What to work on:
Search the data for "batch". Return each matching line.

Material for the task:

....................

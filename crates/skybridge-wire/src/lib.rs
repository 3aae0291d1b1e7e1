//! Skybridge Wire - self-framing, checksummed message protocol
//!
//! Multiplexes arbitrary typed messages over a byte stream that may be
//! fragmented or coalesced in transit.
//!
//! # Frame format
//!
//! ```text
//! +---------+-----------------+-----------------+----------+
//! | type_id | length (u32 BE) | payload         | checksum |
//! | 1 byte  | 4 bytes         | `length` bytes  | 1 byte   |
//! +---------+-----------------+-----------------+----------+
//! ```
//!
//! The checksum is the first byte of the BLAKE3 digest over the three
//! preceding fields. A mismatch fails the stream: the decoder reports
//! [`FrameError::ChecksumMismatch`] once and is poisoned afterwards.
//!
//! # Example
//!
//! ```rust
//! use skybridge_wire::{builtin_registry, FrameDecoder, Message, RawMessage, WireMessage};
//!
//! let registry = builtin_registry().unwrap();
//! let bytes = RawMessage::new(&b"hello"[..]).to_frame().unwrap();
//!
//! let mut decoder = FrameDecoder::new();
//! for frame in decoder.feed(&bytes).unwrap() {
//!     assert_eq!(registry.decode(&frame).unwrap(), Message::Raw(RawMessage::new(&b"hello"[..])));
//! }
//! ```

pub mod addressed;
pub mod batch;
pub mod error;
pub mod frame;
pub mod message;
pub mod registry;

pub use addressed::AddressedDecoder;
pub use batch::{pack_batch, packet_size_for, split_packets, Batch};
pub use error::{FrameError, Result, WireError};
pub use frame::{checksum, encode, FrameDecoder, MsgTypeId, RawFrame, DEFAULT_MAX_PAYLOAD};
pub use message::{builtin_registry, ImageMessage, Message, RawMessage};
pub use registry::{MessageRegistry, WireMessage};
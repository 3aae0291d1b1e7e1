//! Simulated time, end time, and the running flag.

/// Simulated time in seconds.
pub type SimTime = f64;

/// Plain clock state. Always accessed through the clock lock in
/// [`ClockHandle`](crate::ClockHandle).
#[derive(Debug, Clone)]
pub struct SimulationClock {
    now: SimTime,
    end_time: SimTime,
    running: bool,
}

impl SimulationClock {
    pub fn new(end_time: SimTime) -> Self {
        Self {
            now: 0.0,
            end_time,
            running: true,
        }
    }

    pub fn now(&self) -> SimTime {
        self.now
    }

    pub fn end_time(&self) -> SimTime {
        self.end_time
    }

    pub fn set_end_time(&mut self, end_time: SimTime) {
        self.end_time = end_time;
    }

    pub fn is_running(&self) -> bool {
        self.running
    }

    /// `running && now < end_time`
    pub fn should_continue(&self) -> bool {
        self.running && self.now < self.end_time
    }

    /// Move time forward. `step` must be non-negative.
    pub(crate) fn advance_by(&mut self, step: SimTime) {
        debug_assert!(step >= 0.0, "clock cannot move backwards (step={step})");
        self.now += step;
    }

    pub(crate) fn stop(&mut self) {
        self.running = false;
    }

    /// Rewind to zero for a synchronized start.
    pub(crate) fn reset(&mut self) {
        self.now = 0.0;
    }
}

impl Default for SimulationClock {
    fn default() -> Self {
        Self::new(f64::INFINITY)
    }
}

....................

Final answer:
pub mod batch;
pub use batch::{pack_batch, packet_size_for, split_packets, Batch};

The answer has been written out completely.